Brief:
Without skipping a line, reproduce the entries exactly.

Dataset entries:

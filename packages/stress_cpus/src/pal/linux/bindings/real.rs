use std::fmt::Debug;
use std::io;

use libc::{c_ulong, pid_t};

use crate::pal::linux::Bindings;

/// FFI bindings that target the real operating system that the build is targeting.
///
/// You would only use different bindings in PAL unit tests that need to use mock bindings.
#[derive(Debug, Default)]
pub(crate) struct BuildTargetBindings;

// Real OS bindings are exercised by the integration tests on actual Linux. Their error paths
// need OS-level failures that are impractical to trigger.
#[cfg_attr(coverage_nightly, coverage(off))]
impl Bindings for BuildTargetBindings {
    fn sched_setaffinity(&self, tid: pid_t, mask: &[c_ulong]) -> io::Result<()> {
        // SAFETY: The pointer and size describe the `mask` slice, which outlives the call.
        // The kernel only reads `size_of_val(mask)` bytes.
        let result = unsafe {
            libc::sched_setaffinity(tid, size_of_val(mask), mask.as_ptr().cast::<libc::cpu_set_t>())
        };

        if result == 0 {
            Ok(())
        } else {
            Err(io::Error::last_os_error())
        }
    }

    fn sched_getaffinity_current(&self, word_count: usize) -> io::Result<Vec<c_ulong>> {
        let mut mask: Vec<c_ulong> = vec![0; word_count];

        // 0 means current thread.
        // SAFETY: The pointer and size describe the `mask` buffer, which outlives the call.
        // The kernel writes at most `size_of_val(mask)` bytes.
        let result = unsafe {
            libc::sched_getaffinity(
                0,
                size_of_val(mask.as_slice()),
                mask.as_mut_ptr().cast::<libc::cpu_set_t>(),
            )
        };

        if result == 0 {
            Ok(mask)
        } else {
            Err(io::Error::last_os_error())
        }
    }

    fn gettid(&self) -> pid_t {
        // SAFETY: No safety requirements.
        let tid = unsafe { libc::syscall(libc::SYS_gettid) };

        #[expect(
            clippy::cast_possible_truncation,
            reason = "the kernel guarantees thread IDs fit in pid_t"
        )]
        let tid = tid as pid_t;
        tid
    }
}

Output:
filename packages/stress_cpus/src/pal/linux/bindings/real.rs
use std::fmt::Debug;
use std::io;

use libc::{c_ulong, pid_t};

use crate::pal::linux::Bindings;

/// FFI bindings that target the real operating system that the build is targeting.
///
/// You would only use different bindings in PAL unit tests that need to use mock bindings.
#[derive(Debug, Default)]
pub(crate) struct BuildTargetBindings;

// Real OS bindings are exercised by the integration tests on actual Linux. Their error paths
// need OS-level failures that are impractical to trigger.
#[cfg_attr(coverage_nightly, coverage(off))]
impl Bindings for BuildTargetBindings {
    fn sched_setaffinity(&self, tid: pid_t, mask: &[c_ulong]) -> io::Result<()> {
        // SAFETY: The pointer and size describe the `mask` slice, which outlives the call.
        // The kernel only reads `size_of_val(mask)` bytes.
        let result = unsafe {
            libc::sched_setaffinity(tid, size_of_val(mask), mask.as_ptr().cast::<libc::cpu_set_t>())
        };

        if result == 0 {
            Ok(())
        } else {
            Err(io::Error::last_os_error())
        }
    }

    fn sched_getaffinity_current(&self, word_count: usize) -> io::Result<Vec<c_ulong>> {
        let mut mask: Vec<c_ulong> = vec![0; word_count];

        // 0 means current thread.
        // SAFETY: The pointer and size describe the `mask` buffer, which outlives the call.
        // The kernel writes at most `size_of_val(mask)` bytes.
        let result = unsafe {
            libc::sched_getaffinity(
                0,
                size_of_val(mask.as_slice()),
                mask.as_mut_ptr().cast::<libc::cpu_set_t>(),
            )
        };

        if result == 0 {
            Ok(mask)
        } else {
            Err(io::Error::last_os_error())
        }
    }

    fn gettid(&self) -> pid_t {
        // SAFETY: No safety requirements.
        let tid = unsafe { libc::syscall(libc::SYS_gettid) };

        #[expect(
            clippy::cast_possible_truncation,
            reason = "the kernel guarantees thread IDs fit in pid_t"
        )]
        let tid = tid as pid_t;
        tid
    }
}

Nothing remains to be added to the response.